Uma é a melodia da evolução; a outra, a sinfonia mesma da evolução criadora corpo-espírito,
traduzindo as leis divinas e eternas.
A
doutrina evolucionista vem pelo menos de Anaximandro (século VI a. C.) e foi
aceita por muitos grandes espíritos da antiguidade, mas só com Darwin e Wallace
ela adquiriu foros mundiais de verdade demonstrada. Assim também, a doutrina e
os fenômenos espíritas, conhecidos desde tempos imemoriais, só adquiriram conceituação
racional e científica com Allan Kardec.
Evolucionismo
e Espiritismo são, à luz das conquistas humanas, dois aspectos de uma mesma
questão. Ambos atraíram as iras de ilustres homens pertencentes à Igreja e à Ciência
acadêmica, porém, tanto Darwin quanto Kardec não desceram do terreno superior
em que suas inteligências milenárias os obrigavam a permanecer.

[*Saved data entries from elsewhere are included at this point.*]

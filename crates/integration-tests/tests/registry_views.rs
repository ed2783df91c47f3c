//! Listing and statistics views

use triage_core::domain::{OccupancyStatus, Priority};
use triage_integration_tests::test_registry;

#[test]
fn test_statistics_thresholds_capacity_five() {
    let mut registry = test_registry(1, 5);
    let status = |r: &triage_core::Registry| r.statistics()[0].status;

    assert_eq!(status(&registry), OccupancyStatus::Empty);

    let expected = [
        OccupancyStatus::Available,
        OccupancyStatus::Available,
        OccupancyStatus::Available,
        OccupancyStatus::Busy,
        OccupancyStatus::Full,
    ];
    for (i, want) in expected.into_iter().enumerate() {
        registry.admit(1, format!("p{}", i), Priority::Regular).unwrap();
        assert_eq!(status(&registry), want, "after {} admissions", i + 1);
    }
}

#[test]
fn test_statistics_rows_per_category() {
    let mut registry = test_registry(3, 5);
    registry.admit(2, "u", Priority::Urgent).unwrap();
    registry.admit(2, "r", Priority::Regular).unwrap();

    let stats = registry.statistics();
    let categories: Vec<usize> = stats.iter().map(|s| s.category).collect();
    assert_eq!(categories, vec![1, 2, 3]);

    let row = &stats[1];
    assert_eq!((row.urgent, row.regular, row.total), (1, 1, 2));
    assert_eq!(row.capacity, 5);
    assert_eq!(row.status, OccupancyStatus::Available);
}

#[test]
fn test_list_non_empty_skips_empty_categories() {
    let mut registry = test_registry(4, 5);
    assert!(registry.list_non_empty().is_empty());

    registry.admit(3, "c1", Priority::Regular).unwrap();
    registry.admit(1, "a1", Priority::Regular).unwrap();
    registry.admit(1, "a2", Priority::Urgent).unwrap();

    let listing = registry.list_non_empty();
    let categories: Vec<usize> = listing.iter().map(|s| s.category()).collect();
    assert_eq!(categories, vec![1, 3]);

    let names: Vec<&str> = listing[0].iter().map(|p| p.name()).collect();
    assert_eq!(names, vec!["a2", "a1"]);
}

#[test]
fn test_snapshot_is_stable_and_non_mutating() {
    let mut registry = test_registry(1, 5);
    for (name, priority) in [
        ("r1", Priority::Regular),
        ("u1", Priority::Urgent),
        ("r2", Priority::Regular),
    ] {
        registry.admit(1, name, priority).unwrap();
    }

    let first: Vec<String> = registry.list_non_empty()[0]
        .iter()
        .map(|p| p.name().to_string())
        .collect();
    let second: Vec<String> = registry.list_non_empty()[0]
        .iter()
        .map(|p| p.name().to_string())
        .collect();

    assert_eq!(first, vec!["u1", "r1", "r2"]);
    assert_eq!(first, second);
    assert_eq!(registry.queue(1).unwrap().len(), 3);
    assert_eq!(registry.dispatch_next(1).unwrap().name(), "u1");
}

#[test]
fn test_views_serialize() {
    let mut registry = test_registry(2, 5);
    registry.admit(1, "Frank", Priority::Urgent).unwrap();

    let listing = serde_json::to_value(registry.list_non_empty()).unwrap();
    assert_eq!(listing[0]["category"], 1);
    assert_eq!(listing[0]["urgent"][0]["name"], "Frank");
    assert_eq!(listing[0]["urgent"][0]["priority"], "URGENT");

    let stats = serde_json::to_value(registry.statistics()).unwrap();
    assert_eq!(stats[0]["status"], "AVAILABLE");
    assert_eq!(stats[1]["status"], "EMPTY");
}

Detratores
violentos foram cedendo e continuado es eméritos vieram dar mais lustre às suas
obras capitais.
“A
Origem das Espécies”, cuja influência no pensamento moderno foi sumamente
relevante, encontrou no Espiritismo imediata compreensão, tanto que o seu
genial Codificador, Allan Kardec, procurou relacionar a evolução orgânica ao
plano do Espírito, como se segue:
“O
Espírito não chega a receber a iluminação divina, que lhe dá, simultaneamente
com o livre arbítrio e a consciência, a noção de seus altos destinos, sem haver
passado pela série divinamente fatal dos seres inferiores, entre os quais se
elabora lentamente a obra da sua individualidade.” (Allan Kardec, “A Gênese”,
1868, cap. VI, § 19.)
Antes
mesmo de surgir o ruidoso livro de Darwin – “A Descendência do Homem” (1871),
que levantou grande celeuma e agitou contra si toda a teologia do mundo
contemporâneo, obra em que o autor demonstrava ser a raça humana originalmente
descendente de algum ancestral simiesco há muito tempo extinto, mas que provavelmente
teria sido antepassado comum dos antropóides existentes e do homem, já Kardec doutrinava em 1869:
“Ainda
que isso lhe fira o orgulho, tem o homem que se resignar a não ver no seu corpo
material mais do que o último anel da animalidade na Terra. Aí está o inexorável
argumento dos fatos, contra o qual seria inútil protestar.” (“A Gênese”, cap.
X. § 29)
O
Catolicismo e o Protestantismo foram duramente afetados pelos progressos revolucionários
que a Ciência e a Terceira Revelação trouxeram ao mundo. A fé tradicional, a fé
dogmática, que afirmava a Criação partindo do nada, que a limitava nos seis
dias bíblicos, numa interpretação inteiramente literal, entrou em declínio. “Foi,
sem dúvida. - escreveu o Prof. Edward McNall Burns da Rutgers University - a
hipótese de Darwin o progresso científico que determinou os mais profundos
efeitos na religião”, originando o movimento conhecido por modernismo, incrementando,
podemos acrescentar, o próprio materialismo, já que aquelas religiões não
podiam fornecer respostas racionais às indagações dos Intelectuais, o que seria
obstado se eles tivessem conhecido a nova Filosofia religiosa que despontara ao
mesmo tempo.
Muitos
clérigos jovens aceitam a doutrina evolucionista, mas foram severamente
admoestados, e um deles, o padre Jorge Tyrrell, que até pregava a adaptação do Catolicismo
ao progresso crescente da cultura geral, foi excomungado pelo papa Pio X, que,
também se dirigindo ao clero em geral, proibiu a este aceitasse as ideias
daquele sacerdote. A Igreja, porém, foi forçada à adaptação, que lenta e
amplamente tem sido levada a efeito, havendo atingido com Pio XII um grau
bastante significativo, papa que, afinal, permitiu o estudo do evolucionismo.
Mencionamos
atrás o nome de Alfredo Russel Wallace e a sua sábia contribuição à teoria
evolucionista, continuada através de várias obras sobre o mesmo assunto, sendo
que numa delas - "Contributions to the
Theory of Natural Selection”, London, 1870, ele mostrou como certos fatos,
poderiam ser explicados pela ação dos Espíritos, porquanto a Seleção Natural
não os conseguia elucidar. “Entretanto - escreveu, mais tarde, o grande
naturalista (“Miracles and Modern Spiritualism”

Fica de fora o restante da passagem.